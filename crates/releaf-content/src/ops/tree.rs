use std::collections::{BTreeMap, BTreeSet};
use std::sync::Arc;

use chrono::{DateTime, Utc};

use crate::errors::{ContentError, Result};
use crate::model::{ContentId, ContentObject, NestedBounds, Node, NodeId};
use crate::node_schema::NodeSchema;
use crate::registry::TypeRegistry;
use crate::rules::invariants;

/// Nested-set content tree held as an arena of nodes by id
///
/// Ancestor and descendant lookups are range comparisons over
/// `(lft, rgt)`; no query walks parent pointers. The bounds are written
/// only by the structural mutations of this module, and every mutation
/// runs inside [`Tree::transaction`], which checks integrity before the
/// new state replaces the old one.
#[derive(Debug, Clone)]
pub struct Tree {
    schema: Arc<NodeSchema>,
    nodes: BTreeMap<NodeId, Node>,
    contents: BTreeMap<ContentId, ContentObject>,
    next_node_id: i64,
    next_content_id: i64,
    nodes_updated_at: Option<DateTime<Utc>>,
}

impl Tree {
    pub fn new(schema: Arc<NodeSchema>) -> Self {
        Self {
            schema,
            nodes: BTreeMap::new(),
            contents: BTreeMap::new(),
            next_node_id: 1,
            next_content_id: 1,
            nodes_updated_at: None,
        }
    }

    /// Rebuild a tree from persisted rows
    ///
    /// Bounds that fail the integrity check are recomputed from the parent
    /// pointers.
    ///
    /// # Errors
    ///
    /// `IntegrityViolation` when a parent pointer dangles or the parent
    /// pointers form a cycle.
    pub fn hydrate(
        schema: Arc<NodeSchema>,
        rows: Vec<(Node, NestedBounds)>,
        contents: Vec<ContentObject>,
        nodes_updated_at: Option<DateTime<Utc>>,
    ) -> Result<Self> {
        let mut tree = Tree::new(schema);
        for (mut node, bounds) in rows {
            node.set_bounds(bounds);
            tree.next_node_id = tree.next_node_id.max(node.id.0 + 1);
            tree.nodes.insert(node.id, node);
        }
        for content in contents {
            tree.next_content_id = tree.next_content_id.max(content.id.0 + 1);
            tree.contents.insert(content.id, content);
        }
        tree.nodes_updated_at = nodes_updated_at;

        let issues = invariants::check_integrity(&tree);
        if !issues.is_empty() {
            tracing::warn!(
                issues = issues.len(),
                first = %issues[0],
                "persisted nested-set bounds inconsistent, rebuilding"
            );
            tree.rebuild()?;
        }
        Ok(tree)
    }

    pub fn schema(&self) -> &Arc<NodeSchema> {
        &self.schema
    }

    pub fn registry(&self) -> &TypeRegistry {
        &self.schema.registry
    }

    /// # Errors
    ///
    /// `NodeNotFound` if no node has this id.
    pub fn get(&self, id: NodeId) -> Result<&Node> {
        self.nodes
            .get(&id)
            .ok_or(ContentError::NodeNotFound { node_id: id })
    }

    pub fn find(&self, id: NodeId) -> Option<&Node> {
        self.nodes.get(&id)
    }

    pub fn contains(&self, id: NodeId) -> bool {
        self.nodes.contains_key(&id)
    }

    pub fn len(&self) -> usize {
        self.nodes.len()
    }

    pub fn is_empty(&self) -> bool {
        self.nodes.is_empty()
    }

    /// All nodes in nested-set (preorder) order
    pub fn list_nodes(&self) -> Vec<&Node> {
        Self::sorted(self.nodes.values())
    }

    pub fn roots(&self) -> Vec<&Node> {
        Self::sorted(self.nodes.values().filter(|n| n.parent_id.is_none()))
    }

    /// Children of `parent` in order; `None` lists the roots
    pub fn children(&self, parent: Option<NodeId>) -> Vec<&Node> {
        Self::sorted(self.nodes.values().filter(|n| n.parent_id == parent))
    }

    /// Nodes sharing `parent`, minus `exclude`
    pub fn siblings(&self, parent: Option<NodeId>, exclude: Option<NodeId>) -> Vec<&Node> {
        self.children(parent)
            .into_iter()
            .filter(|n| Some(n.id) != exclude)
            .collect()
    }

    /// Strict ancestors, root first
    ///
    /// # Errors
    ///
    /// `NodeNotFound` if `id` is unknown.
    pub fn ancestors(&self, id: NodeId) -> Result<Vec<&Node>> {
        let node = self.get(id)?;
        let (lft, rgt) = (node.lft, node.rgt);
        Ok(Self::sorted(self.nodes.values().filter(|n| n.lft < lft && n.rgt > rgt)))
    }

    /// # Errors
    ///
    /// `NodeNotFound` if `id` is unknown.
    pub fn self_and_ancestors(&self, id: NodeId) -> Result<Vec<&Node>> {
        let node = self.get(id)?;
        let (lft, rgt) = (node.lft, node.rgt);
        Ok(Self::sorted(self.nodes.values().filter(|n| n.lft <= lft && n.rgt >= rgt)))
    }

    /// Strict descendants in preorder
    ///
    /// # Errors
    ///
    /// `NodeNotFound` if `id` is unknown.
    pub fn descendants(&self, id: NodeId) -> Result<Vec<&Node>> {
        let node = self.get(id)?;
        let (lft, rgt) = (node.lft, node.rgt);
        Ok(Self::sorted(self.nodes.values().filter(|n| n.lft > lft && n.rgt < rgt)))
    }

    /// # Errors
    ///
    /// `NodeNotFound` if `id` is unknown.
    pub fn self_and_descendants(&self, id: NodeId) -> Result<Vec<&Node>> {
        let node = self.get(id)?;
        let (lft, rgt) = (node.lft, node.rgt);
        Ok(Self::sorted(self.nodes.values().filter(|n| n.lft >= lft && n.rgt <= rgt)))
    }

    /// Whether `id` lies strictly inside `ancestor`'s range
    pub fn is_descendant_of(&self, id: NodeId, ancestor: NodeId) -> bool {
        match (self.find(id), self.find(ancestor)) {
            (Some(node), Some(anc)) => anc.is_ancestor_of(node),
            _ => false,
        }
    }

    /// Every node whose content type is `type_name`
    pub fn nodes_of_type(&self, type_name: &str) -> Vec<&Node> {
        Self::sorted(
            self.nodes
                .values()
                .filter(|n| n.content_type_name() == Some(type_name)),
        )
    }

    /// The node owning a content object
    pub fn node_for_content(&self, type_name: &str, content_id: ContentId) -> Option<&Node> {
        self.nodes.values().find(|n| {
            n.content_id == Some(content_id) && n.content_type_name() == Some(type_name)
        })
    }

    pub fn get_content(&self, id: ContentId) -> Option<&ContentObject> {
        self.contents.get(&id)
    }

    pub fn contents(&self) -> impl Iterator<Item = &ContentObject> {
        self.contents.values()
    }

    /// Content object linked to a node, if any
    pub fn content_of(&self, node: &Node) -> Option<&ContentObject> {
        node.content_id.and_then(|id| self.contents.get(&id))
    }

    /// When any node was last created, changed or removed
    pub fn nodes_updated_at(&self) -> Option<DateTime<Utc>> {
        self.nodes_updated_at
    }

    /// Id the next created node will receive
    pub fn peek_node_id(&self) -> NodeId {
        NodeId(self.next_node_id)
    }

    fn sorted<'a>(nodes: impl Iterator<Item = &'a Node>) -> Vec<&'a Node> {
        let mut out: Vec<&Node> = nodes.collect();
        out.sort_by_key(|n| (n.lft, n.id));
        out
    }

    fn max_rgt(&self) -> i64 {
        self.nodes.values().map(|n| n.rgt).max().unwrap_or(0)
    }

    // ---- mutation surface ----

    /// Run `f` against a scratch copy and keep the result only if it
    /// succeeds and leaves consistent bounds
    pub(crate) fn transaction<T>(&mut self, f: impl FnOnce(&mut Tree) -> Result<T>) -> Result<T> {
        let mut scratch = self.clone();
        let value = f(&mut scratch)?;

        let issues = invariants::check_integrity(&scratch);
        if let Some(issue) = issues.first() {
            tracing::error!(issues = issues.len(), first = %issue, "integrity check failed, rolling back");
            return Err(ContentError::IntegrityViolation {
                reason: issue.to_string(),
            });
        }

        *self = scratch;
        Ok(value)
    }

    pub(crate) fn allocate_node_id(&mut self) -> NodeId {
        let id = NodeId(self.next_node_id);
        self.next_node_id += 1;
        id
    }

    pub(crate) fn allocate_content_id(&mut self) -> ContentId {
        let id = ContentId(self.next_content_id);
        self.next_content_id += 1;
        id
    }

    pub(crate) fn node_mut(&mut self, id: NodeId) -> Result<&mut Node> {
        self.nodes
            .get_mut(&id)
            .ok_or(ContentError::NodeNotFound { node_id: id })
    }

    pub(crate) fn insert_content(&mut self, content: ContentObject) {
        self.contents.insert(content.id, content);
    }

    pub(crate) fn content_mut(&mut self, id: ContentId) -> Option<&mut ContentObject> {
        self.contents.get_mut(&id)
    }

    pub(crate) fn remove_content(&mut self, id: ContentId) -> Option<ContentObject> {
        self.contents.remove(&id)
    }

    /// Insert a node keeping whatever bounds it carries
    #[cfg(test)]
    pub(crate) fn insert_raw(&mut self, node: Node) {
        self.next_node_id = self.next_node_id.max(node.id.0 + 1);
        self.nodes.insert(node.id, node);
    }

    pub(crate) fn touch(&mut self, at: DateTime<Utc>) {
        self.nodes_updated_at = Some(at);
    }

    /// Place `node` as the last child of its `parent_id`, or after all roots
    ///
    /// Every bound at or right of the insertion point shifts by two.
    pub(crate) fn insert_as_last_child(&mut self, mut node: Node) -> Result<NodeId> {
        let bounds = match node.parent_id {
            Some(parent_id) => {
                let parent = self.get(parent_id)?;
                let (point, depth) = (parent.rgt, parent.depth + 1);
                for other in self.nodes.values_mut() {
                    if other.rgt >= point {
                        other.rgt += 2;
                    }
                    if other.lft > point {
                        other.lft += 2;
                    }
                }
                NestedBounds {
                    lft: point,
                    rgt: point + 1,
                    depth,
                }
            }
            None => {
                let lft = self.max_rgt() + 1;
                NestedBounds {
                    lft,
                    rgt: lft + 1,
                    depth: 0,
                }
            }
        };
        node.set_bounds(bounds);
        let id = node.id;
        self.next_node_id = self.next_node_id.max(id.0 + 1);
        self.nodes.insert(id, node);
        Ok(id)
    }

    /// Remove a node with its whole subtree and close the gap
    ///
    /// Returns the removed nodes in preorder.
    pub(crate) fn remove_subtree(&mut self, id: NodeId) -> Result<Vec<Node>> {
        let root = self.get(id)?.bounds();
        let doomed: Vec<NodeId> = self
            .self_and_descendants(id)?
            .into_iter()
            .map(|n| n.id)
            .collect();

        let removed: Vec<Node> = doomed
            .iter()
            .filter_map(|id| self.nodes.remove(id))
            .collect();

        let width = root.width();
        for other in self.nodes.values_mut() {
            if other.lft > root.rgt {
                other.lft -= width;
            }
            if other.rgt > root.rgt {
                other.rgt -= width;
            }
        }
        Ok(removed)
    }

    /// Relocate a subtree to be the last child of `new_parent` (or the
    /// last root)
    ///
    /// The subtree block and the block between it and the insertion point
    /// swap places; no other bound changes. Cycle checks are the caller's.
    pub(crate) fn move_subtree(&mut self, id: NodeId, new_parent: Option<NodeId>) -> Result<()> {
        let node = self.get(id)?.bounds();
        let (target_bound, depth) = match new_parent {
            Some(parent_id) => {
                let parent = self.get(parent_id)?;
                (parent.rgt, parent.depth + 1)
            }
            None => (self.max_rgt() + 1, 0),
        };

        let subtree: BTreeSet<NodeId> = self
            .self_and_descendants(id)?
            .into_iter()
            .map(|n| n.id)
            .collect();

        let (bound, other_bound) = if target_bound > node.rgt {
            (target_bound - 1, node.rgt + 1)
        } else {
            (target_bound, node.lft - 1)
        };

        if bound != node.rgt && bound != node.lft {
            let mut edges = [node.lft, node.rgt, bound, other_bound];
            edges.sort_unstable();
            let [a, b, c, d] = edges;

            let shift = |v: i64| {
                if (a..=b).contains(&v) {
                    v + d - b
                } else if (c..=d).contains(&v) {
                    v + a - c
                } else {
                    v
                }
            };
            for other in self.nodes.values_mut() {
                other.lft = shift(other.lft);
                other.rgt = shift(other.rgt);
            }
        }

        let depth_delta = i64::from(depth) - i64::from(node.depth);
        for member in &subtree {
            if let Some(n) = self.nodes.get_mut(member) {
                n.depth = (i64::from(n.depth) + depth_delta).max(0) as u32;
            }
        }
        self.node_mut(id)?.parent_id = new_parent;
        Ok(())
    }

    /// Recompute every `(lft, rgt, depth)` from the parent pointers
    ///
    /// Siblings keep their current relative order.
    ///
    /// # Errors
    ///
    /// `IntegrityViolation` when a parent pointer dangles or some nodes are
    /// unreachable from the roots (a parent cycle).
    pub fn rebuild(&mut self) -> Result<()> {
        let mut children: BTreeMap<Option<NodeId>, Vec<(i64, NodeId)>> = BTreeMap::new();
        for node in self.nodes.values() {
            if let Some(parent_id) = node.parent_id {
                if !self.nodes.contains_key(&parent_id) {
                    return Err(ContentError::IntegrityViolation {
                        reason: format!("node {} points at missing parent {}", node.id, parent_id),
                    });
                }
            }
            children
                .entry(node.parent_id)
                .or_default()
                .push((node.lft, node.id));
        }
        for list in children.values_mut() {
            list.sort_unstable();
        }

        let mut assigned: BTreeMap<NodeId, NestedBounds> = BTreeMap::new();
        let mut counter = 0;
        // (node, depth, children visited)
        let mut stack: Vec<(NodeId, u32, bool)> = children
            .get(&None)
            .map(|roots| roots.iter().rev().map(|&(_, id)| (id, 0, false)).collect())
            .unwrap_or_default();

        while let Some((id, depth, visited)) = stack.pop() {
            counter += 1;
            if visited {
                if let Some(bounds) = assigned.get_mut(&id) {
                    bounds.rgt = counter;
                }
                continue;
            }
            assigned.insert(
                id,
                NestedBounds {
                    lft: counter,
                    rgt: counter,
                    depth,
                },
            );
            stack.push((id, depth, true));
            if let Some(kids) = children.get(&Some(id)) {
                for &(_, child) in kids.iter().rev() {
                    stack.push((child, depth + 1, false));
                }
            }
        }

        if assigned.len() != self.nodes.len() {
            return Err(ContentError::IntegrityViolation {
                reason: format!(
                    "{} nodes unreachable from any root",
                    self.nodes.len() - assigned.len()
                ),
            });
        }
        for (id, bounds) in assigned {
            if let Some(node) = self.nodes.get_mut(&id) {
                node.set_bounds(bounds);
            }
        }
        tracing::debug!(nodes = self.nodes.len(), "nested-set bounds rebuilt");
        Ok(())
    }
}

^^^^

» **WHAT THE EXERCISE ASKS**
Every line in the data that holds the string "pointers" should be copied.

» **PROBLEM SOLUTION**
/// `(lft, rgt)`; no query walks parent pointers. The bounds are written
    /// pointers.
    /// pointers form a cycle.
    /// Recompute every `(lft, rgt, depth)` from the parent pointers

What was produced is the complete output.